## Exercise objective
Find the lines in the records below that contain "analysis", and report each of them.

(Records shown)

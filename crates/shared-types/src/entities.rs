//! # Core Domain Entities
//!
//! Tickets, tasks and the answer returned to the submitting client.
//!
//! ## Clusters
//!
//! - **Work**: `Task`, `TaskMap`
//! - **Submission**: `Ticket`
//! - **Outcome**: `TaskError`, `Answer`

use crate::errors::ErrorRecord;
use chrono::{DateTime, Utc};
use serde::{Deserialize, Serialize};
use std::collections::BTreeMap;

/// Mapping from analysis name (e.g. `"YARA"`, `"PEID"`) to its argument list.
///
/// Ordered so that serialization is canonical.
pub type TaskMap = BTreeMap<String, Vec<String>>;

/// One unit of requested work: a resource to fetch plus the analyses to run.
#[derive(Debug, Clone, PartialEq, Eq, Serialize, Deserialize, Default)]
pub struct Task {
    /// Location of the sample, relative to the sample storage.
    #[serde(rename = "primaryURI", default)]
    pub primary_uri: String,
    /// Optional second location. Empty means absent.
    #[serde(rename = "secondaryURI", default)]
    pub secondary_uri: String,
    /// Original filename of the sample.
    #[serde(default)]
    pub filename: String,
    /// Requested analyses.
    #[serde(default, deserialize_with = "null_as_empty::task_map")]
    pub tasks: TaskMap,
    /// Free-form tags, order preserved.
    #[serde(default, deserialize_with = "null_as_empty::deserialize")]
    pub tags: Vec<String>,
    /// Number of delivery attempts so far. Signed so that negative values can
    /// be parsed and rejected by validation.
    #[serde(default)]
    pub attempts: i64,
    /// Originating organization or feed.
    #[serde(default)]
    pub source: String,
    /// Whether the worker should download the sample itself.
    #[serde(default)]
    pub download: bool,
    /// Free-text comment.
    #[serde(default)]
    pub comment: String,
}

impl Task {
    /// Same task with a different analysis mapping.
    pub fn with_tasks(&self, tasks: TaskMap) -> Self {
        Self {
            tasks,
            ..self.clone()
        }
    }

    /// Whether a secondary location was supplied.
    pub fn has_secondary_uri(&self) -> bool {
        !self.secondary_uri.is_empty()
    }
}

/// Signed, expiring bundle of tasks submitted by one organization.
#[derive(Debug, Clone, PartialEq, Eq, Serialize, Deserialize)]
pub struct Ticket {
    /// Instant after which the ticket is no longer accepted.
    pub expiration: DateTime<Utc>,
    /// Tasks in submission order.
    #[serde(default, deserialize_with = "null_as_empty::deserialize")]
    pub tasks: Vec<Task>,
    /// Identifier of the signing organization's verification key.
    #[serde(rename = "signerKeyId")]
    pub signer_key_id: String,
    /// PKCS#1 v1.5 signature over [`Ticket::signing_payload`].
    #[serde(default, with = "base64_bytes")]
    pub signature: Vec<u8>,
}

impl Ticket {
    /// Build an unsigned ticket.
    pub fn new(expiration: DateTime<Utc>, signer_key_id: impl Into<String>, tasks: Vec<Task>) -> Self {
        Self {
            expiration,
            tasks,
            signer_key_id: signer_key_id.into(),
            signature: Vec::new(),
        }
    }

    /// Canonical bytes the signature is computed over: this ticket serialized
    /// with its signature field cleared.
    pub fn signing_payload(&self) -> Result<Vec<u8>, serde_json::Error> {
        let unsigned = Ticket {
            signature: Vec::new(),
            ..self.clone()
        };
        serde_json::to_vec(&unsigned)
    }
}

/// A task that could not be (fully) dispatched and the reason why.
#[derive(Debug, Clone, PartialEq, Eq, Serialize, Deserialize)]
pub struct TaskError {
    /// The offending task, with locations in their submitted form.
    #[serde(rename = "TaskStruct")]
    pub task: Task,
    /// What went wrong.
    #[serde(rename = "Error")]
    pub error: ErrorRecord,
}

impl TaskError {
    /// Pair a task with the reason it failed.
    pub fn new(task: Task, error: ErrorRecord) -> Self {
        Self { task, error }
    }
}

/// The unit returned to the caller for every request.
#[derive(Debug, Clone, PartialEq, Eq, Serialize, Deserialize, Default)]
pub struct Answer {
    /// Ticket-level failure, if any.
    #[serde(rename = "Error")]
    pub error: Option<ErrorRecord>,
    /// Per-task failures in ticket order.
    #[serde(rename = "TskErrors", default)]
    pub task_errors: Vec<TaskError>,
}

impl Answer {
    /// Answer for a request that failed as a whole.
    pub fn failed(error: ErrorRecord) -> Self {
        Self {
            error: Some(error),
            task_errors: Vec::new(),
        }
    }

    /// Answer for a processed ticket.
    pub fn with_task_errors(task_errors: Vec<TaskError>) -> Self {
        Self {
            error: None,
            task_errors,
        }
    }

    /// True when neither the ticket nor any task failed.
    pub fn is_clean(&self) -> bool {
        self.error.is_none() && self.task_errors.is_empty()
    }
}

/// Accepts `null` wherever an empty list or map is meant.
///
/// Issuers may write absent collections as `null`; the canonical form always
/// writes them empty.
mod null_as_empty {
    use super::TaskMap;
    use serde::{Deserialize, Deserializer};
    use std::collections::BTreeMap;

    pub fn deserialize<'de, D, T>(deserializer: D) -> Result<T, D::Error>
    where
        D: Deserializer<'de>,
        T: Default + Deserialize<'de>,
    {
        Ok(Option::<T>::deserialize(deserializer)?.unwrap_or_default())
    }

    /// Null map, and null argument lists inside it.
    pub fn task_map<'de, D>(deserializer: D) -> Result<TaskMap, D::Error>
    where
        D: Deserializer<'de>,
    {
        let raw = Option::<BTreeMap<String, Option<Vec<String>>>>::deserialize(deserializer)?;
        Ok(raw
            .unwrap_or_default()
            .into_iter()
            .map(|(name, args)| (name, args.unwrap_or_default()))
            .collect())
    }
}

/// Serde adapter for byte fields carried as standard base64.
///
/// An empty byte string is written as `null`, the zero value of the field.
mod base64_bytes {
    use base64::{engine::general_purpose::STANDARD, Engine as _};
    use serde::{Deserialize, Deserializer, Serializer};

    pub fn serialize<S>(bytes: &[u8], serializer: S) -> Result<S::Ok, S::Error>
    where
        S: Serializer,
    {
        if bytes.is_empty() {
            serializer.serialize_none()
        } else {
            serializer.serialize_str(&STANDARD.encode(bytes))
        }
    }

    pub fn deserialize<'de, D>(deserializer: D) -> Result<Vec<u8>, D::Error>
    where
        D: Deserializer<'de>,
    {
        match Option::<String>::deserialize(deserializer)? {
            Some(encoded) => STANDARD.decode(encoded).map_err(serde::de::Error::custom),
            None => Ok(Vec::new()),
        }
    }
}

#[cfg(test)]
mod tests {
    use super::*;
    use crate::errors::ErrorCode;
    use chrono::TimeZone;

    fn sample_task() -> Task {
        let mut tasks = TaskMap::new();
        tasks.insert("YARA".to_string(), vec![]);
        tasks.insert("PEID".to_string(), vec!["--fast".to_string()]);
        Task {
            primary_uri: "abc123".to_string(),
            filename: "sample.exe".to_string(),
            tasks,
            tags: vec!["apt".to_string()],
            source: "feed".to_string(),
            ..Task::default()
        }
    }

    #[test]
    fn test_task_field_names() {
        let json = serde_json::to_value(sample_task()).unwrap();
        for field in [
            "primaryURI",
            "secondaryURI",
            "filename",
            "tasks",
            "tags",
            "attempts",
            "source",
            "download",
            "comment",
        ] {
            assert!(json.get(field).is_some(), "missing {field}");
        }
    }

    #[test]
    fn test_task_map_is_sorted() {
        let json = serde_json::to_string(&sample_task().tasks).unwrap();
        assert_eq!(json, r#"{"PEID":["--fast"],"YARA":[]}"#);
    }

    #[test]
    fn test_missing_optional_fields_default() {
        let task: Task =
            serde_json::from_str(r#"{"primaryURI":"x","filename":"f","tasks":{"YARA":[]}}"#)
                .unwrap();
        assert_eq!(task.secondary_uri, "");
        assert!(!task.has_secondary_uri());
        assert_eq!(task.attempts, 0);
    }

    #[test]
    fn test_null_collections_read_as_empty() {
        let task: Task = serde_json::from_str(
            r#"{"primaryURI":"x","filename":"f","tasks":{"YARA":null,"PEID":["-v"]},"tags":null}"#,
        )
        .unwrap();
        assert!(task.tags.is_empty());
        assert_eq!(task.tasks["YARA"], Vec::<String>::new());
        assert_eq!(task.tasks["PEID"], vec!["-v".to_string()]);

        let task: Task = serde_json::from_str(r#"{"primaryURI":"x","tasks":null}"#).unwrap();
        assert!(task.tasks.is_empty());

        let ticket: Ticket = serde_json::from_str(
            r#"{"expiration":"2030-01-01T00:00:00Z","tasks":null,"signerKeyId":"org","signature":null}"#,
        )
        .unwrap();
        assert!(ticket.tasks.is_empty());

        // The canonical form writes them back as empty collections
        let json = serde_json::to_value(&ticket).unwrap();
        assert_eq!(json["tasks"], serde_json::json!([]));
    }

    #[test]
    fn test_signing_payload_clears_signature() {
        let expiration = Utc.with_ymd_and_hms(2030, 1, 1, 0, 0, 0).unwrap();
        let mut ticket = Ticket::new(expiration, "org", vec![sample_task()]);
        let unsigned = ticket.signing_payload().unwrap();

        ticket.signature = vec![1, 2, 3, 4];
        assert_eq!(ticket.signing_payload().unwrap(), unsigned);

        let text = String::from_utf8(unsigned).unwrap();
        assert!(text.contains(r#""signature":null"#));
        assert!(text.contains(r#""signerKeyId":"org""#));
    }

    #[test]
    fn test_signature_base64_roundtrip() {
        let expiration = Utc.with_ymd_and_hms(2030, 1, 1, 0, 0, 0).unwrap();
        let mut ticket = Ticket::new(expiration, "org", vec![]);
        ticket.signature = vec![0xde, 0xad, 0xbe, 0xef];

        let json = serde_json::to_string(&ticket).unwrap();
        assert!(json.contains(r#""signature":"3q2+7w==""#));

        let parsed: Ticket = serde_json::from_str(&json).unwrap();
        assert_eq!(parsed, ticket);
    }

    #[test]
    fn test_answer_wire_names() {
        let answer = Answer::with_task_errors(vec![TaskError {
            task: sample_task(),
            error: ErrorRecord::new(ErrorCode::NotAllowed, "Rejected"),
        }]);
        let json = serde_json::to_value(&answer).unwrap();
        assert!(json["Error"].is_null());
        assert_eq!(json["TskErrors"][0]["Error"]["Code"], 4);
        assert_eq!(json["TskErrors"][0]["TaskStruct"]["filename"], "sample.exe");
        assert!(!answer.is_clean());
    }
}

(End Records shown)
(Records shown)

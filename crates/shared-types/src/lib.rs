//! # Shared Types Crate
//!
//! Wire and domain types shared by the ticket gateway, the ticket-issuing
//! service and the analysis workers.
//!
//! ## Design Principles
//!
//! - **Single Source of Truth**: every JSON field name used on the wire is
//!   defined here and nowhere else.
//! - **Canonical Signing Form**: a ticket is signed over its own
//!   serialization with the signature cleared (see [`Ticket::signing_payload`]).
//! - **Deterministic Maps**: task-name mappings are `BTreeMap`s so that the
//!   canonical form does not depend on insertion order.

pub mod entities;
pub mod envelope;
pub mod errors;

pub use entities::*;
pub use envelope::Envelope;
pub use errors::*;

(End Records shown)

## Answer space
/// Mapping from analysis name (e.g. `"YARA"`, `"PEID"`) to its argument list.
    /// Same task with a different analysis mapping.
//! service and the analysis workers.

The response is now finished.